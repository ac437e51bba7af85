//! Synthetic transcript generator for stress testing chatlens.
//!
//! Usage: cargo run --features gen-test --bin gen_test -- [messages] [output]
//! Example: cargo run --features gen-test --bin gen_test -- 100000 heavy_chat.txt
//!
//! Besides well-formed messages the output mixes in every kind of line the
//! parser must drop: media placeholders, continuation lines, impossible
//! dates, system notices and blank lines.

use std::env;
use std::fs::File;
use std::io::{self, BufWriter, Write};
use std::time::Instant;

use rand::Rng;
use rand::seq::SliceRandom;

const EMOJIS: &[&str] = &["😀", "😂", "😍", "🤔", "😱", "🤯", "💀", "👻", "🤖", "🦄", "🌈", "🔥"];

const SENDERS: &[&str] = &[
    "Alice",
    "Bob",
    "Иван",
    "Мария",
    "村上",
    "محمد",
    "Jean-Luc",
    "+44 7700 900123",
    "🔥FireUser🔥",
];

const SYSTEM_NOTICES: &[&str] = &[
    "Messages and calls are end-to-end encrypted. No one outside of this chat can read them.",
    "Alice created group \"Weekend plans\"",
    "Bob added Carol",
    "Carol left",
];

fn main() -> io::Result<()> {
    let args: Vec<String> = env::args().collect();

    let count: usize = args.get(1).and_then(|s| s.parse().ok()).unwrap_or(100_000);
    let output = args.get(2).map_or("heavy_chat.txt", String::as_str);

    println!("🧪 Transcript Generator");
    println!("━━━━━━━━━━━━━━━━━━━━━━━━━━━━━━━━━━");
    println!("   Messages: {}", count);
    println!("   Output:   {}", output);
    println!();

    let file = File::create(output)?;
    let mut writer = BufWriter::with_capacity(1024 * 1024, file);
    let mut rng = rand::thread_rng();

    let start = Instant::now();
    let mut bytes_written: usize = 0;
    let mut noise_lines: usize = 0;

    for i in 0..count {
        let line = generate_line(&mut rng, i);
        bytes_written += line.len();
        writer.write_all(line.as_bytes())?;

        // Occasionally insert a line the parser has to drop
        if i % 50 == 25 {
            let noise = generate_noise_line(&mut rng, i);
            bytes_written += noise.len();
            noise_lines += 1;
            writer.write_all(noise.as_bytes())?;
        }

        if (i + 1) % 10000 == 0 {
            let elapsed = start.elapsed().as_secs_f64();
            let mps = (i + 1) as f64 / elapsed;
            let mb = bytes_written as f64 / 1_000_000.0;
            eprint!(
                "\r   Generated {}/{} ({:.1} MB, {:.0} msg/s)",
                i + 1,
                count,
                mb,
                mps
            );
        }
    }

    writer.flush()?;

    let elapsed = start.elapsed();
    let mb = bytes_written as f64 / 1_000_000.0;

    println!("\n\n✅ Done!");
    println!("   Size:  {:.2} MB", mb);
    println!("   Noise: {} lines", noise_lines);
    println!("   Time:  {:.2}s", elapsed.as_secs_f64());
    Ok(())
}

/// A message line; every tenth one is a media placeholder.
fn generate_line(rng: &mut impl Rng, index: usize) -> String {
    let sender = SENDERS.choose(rng).copied().unwrap_or("Alice");
    let stamp = timestamp(index);

    if index % 10 == 9 {
        return format!("{} - {}: <Media omitted>\n", stamp, sender);
    }
    format!("{} - {}: {}\n", stamp, sender, generate_body(rng, index))
}

/// Rotates through the layouts seen in real exports.
fn timestamp(index: usize) -> String {
    let day = (index / 1440) % 28 + 1;
    let month = (index / 40_320) % 12 + 1;
    let hour = (index / 60) % 24;
    let minute = index % 60;

    match index % 4 {
        0 => format!("{:02}/{:02}/23 {:02}:{:02}", day, month, hour, minute),
        1 => format!("{}/{}/2023, {}:{:02}", day, month, hour, minute),
        2 => format!("[{:02}/{:02}/23, {:02}:{:02}:00]", day, month, hour, minute),
        _ => format!(
            "{}/{}/23, {}:{:02} {}",
            day,
            month,
            (hour % 12) + 1,
            minute,
            if hour < 12 { "AM" } else { "PM" }
        ),
    }
}

fn generate_body(rng: &mut impl Rng, index: usize) -> String {
    match index % 12 {
        0..=3 => format!("Normal message #{} with some text", index),
        4 => format!("Link https://example.com/{} and www.example.org too", index),
        5 => {
            let emojis: String = (0..rng.gen_range(1..=20))
                .filter_map(|_| EMOJIS.choose(rng).copied())
                .collect();
            format!("Emoji spam: {}", emojis)
        }
        6 => format!("Punctuation!!! (lots) of? it... #{}", index),
        7 => format!("Кириллица: Привет мир! #{}", index),
        8 => format!("日本語: こんにちは #{}", index),
        9 => "Ratio 3:2 with a second colon".to_string(),
        10 => "great news, love it".to_string(),
        _ => "this is awful, so sorry".to_string(),
    }
}

fn generate_noise_line(rng: &mut impl Rng, index: usize) -> String {
    match rng.gen_range(0..5) {
        0 => "and this continues the previous message\n".to_string(),
        1 => format!("31/02/23 10:{:02} - Alice: impossible date\n", index % 60),
        2 => format!(
            "12/05/23 10:{:02} - {}\n",
            index % 60,
            SYSTEM_NOTICES.choose(rng).copied().unwrap_or("Carol left")
        ),
        3 => "\n".to_string(),
        _ => "☠️💀👻 random emoji line 👻💀☠️\n".to_string(),
    }
}
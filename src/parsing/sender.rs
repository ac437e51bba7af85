//! Sender / message split.

use crate::parser::Rejection;

/// Punctuation that separates the timestamp from the sender in the layouts
/// exporters produce (`12/05/23 14:30 - Alice:`, `[12/05/23, 14:30] Alice:`).
fn is_separator(c: char) -> bool {
    c.is_whitespace() || matches!(c, '-' | ',' | ']' | '\u{2013}' | '\u{2014}')
}

/// Splits the text following the date/time region into sender and message.
///
/// Leading separators are skipped, then everything up to the first colon is
/// the sender and the rest the message. Both are trimmed.
///
/// ```
/// use chatlens::parsing::split_sender;
///
/// assert_eq!(split_sender(" - Alice: Hi: there"), Ok(("Alice", "Hi: there")));
/// assert!(split_sender(" - Alice joined").is_err());
/// ```
pub fn split_sender(remainder: &str) -> Result<(&str, &str), Rejection> {
    let rest = remainder.trim_start_matches(is_separator);
    let (sender, message) = rest.split_once(':').ok_or(Rejection::NoSenderDelimiter)?;

    let sender = sender.trim();
    if sender.is_empty() {
        return Err(Rejection::NoSenderDelimiter);
    }

    Ok((sender, message.trim()))
}
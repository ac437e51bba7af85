//! Unified error types for chatlens.
//!
//! Only document-level problems surface as [`ChatlensError`]. A single
//! malformed line is never an error: the line parser reports it as a
//! [`Rejection`](crate::parser::Rejection) and the normalizer drops it.
//! Likewise a failing sentiment classifier never produces an error, see
//! [`sentiment`](crate::sentiment).

use std::io;
use std::path::PathBuf;

use thiserror::Error;

/// A specialized [`Result`] type for chatlens operations.
///
/// # Example
///
/// ```rust
/// use chatlens::error::Result;
/// use chatlens::ChatTable;
///
/// fn load() -> Result<ChatTable> {
///     Ok(ChatTable::default())
/// }
/// ```
pub type Result<T> = std::result::Result<T, ChatlensError>;

/// The error type for all chatlens operations.
#[derive(Debug, Error)]
#[non_exhaustive]
pub enum ChatlensError {
    /// An I/O error occurred.
    ///
    /// This typically happens when the transcript doesn't exist or is not
    /// readable, or when an output file cannot be written.
    #[error("IO error: {0}")]
    Io(#[from] io::Error),

    /// The transcript is not valid UTF-8.
    ///
    /// This is the document-level failure of normalization: no partial
    /// table is produced.
    #[error("UTF-8 decoding error in {}: {source}", path.as_ref().map(|p| p.display().to_string()).unwrap_or_else(|| "input".to_string()))]
    Utf8 {
        /// The file being decoded, if known
        path: Option<PathBuf>,
        /// The underlying UTF-8 error
        #[source]
        source: std::str::Utf8Error,
    },

    /// The requested format doesn't exist or isn't compiled in.
    #[error("Invalid {format} format: {message}")]
    InvalidFormat {
        /// The kind of format that was expected
        format: &'static str,
        /// Description of what's wrong
        message: String,
    },

    /// A parser or sentiment configuration value is unusable.
    #[error("Invalid configuration for '{field}': {message}")]
    InvalidConfig {
        /// The offending configuration field
        field: &'static str,
        /// Description of what's wrong
        message: String,
    },

    /// CSV writing error.
    #[cfg(feature = "csv-output")]
    #[error("CSV error: {0}")]
    Csv(#[from] csv::Error),

    /// JSON serialization error.
    #[cfg(feature = "json-output")]
    #[error("JSON error: {0}")]
    Json(#[from] serde_json::Error),
}

// ============================================================================
// Convenience constructors
// ============================================================================

impl ChatlensError {
    /// Creates a UTF-8 decoding error, optionally tied to a file.
    pub fn utf8(source: std::str::Utf8Error, path: Option<PathBuf>) -> Self {
        ChatlensError::Utf8 { path, source }
    }

    /// Creates an invalid format error.
    pub fn invalid_format(format: &'static str, message: impl Into<String>) -> Self {
        ChatlensError::InvalidFormat {
            format,
            message: message.into(),
        }
    }

    /// Creates an invalid configuration error.
    pub fn invalid_config(field: &'static str, message: impl Into<String>) -> Self {
        ChatlensError::InvalidConfig {
            field,
            message: message.into(),
        }
    }

    /// Returns `true` if this is an IO error.
    pub fn is_io(&self) -> bool {
        matches!(self, ChatlensError::Io(_))
    }

    /// Returns `true` if the input could not be decoded as text.
    pub fn is_decode(&self) -> bool {
        matches!(self, ChatlensError::Utf8 { .. })
    }

    /// Returns `true` if this is an invalid format error.
    pub fn is_invalid_format(&self) -> bool {
        matches!(self, ChatlensError::InvalidFormat { .. })
    }

    /// Returns `true` if this is an invalid configuration error.
    pub fn is_invalid_config(&self) -> bool {
        matches!(self, ChatlensError::InvalidConfig { .. })
    }
}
■ ■ ■ ■
GOAL OF THE EXERCISE: Repeat, word for word, the lines from the opening of the material through the line containing "bytes_written += line.len();".

SOLUTION BELOW:
repository ac437e51bba7af85
//! Synthetic transcript generator for stress testing chatlens.
//!
//! Usage: cargo run --features gen-test --bin gen_test -- [messages] [output]
//! Example: cargo run --features gen-test --bin gen_test -- 100000 heavy_chat.txt
//!
//! Besides well-formed messages the output mixes in every kind of line the
//! parser must drop: media placeholders, continuation lines, impossible
//! dates, system notices and blank lines.

use std::env;
use std::fs::File;
use std::io::{self, BufWriter, Write};
use std::time::Instant;

use rand::Rng;
use rand::seq::SliceRandom;

const EMOJIS: &[&str] = &["😀", "😂", "😍", "🤔", "😱", "🤯", "💀", "👻", "🤖", "🦄", "🌈", "🔥"];

const SENDERS: &[&str] = &[
    "Alice",
    "Bob",
    "Иван",
    "Мария",
    "村上",
    "محمد",
    "Jean-Luc",
    "+44 7700 900123",
    "🔥FireUser🔥",
];

const SYSTEM_NOTICES: &[&str] = &[
    "Messages and calls are end-to-end encrypted. No one outside of this chat can read them.",
    "Alice created group \"Weekend plans\"",
    "Bob added Carol",
    "Carol left",
];

fn main() -> io::Result<()> {
    let args: Vec<String> = env::args().collect();

    let count: usize = args.get(1).and_then(|s| s.parse().ok()).unwrap_or(100_000);
    let output = args.get(2).map_or("heavy_chat.txt", String::as_str);

    println!("🧪 Transcript Generator");
    println!("━━━━━━━━━━━━━━━━━━━━━━━━━━━━━━━━━━");
    println!("   Messages: {}", count);
    println!("   Output:   {}", output);
    println!();

    let file = File::create(output)?;
    let mut writer = BufWriter::with_capacity(1024 * 1024, file);
    let mut rng = rand::thread_rng();

    let start = Instant::now();
    let mut bytes_written: usize = 0;
    let mut noise_lines: usize = 0;

    for i in 0..count {
        let line = generate_line(&mut rng, i);
        bytes_written += line.len();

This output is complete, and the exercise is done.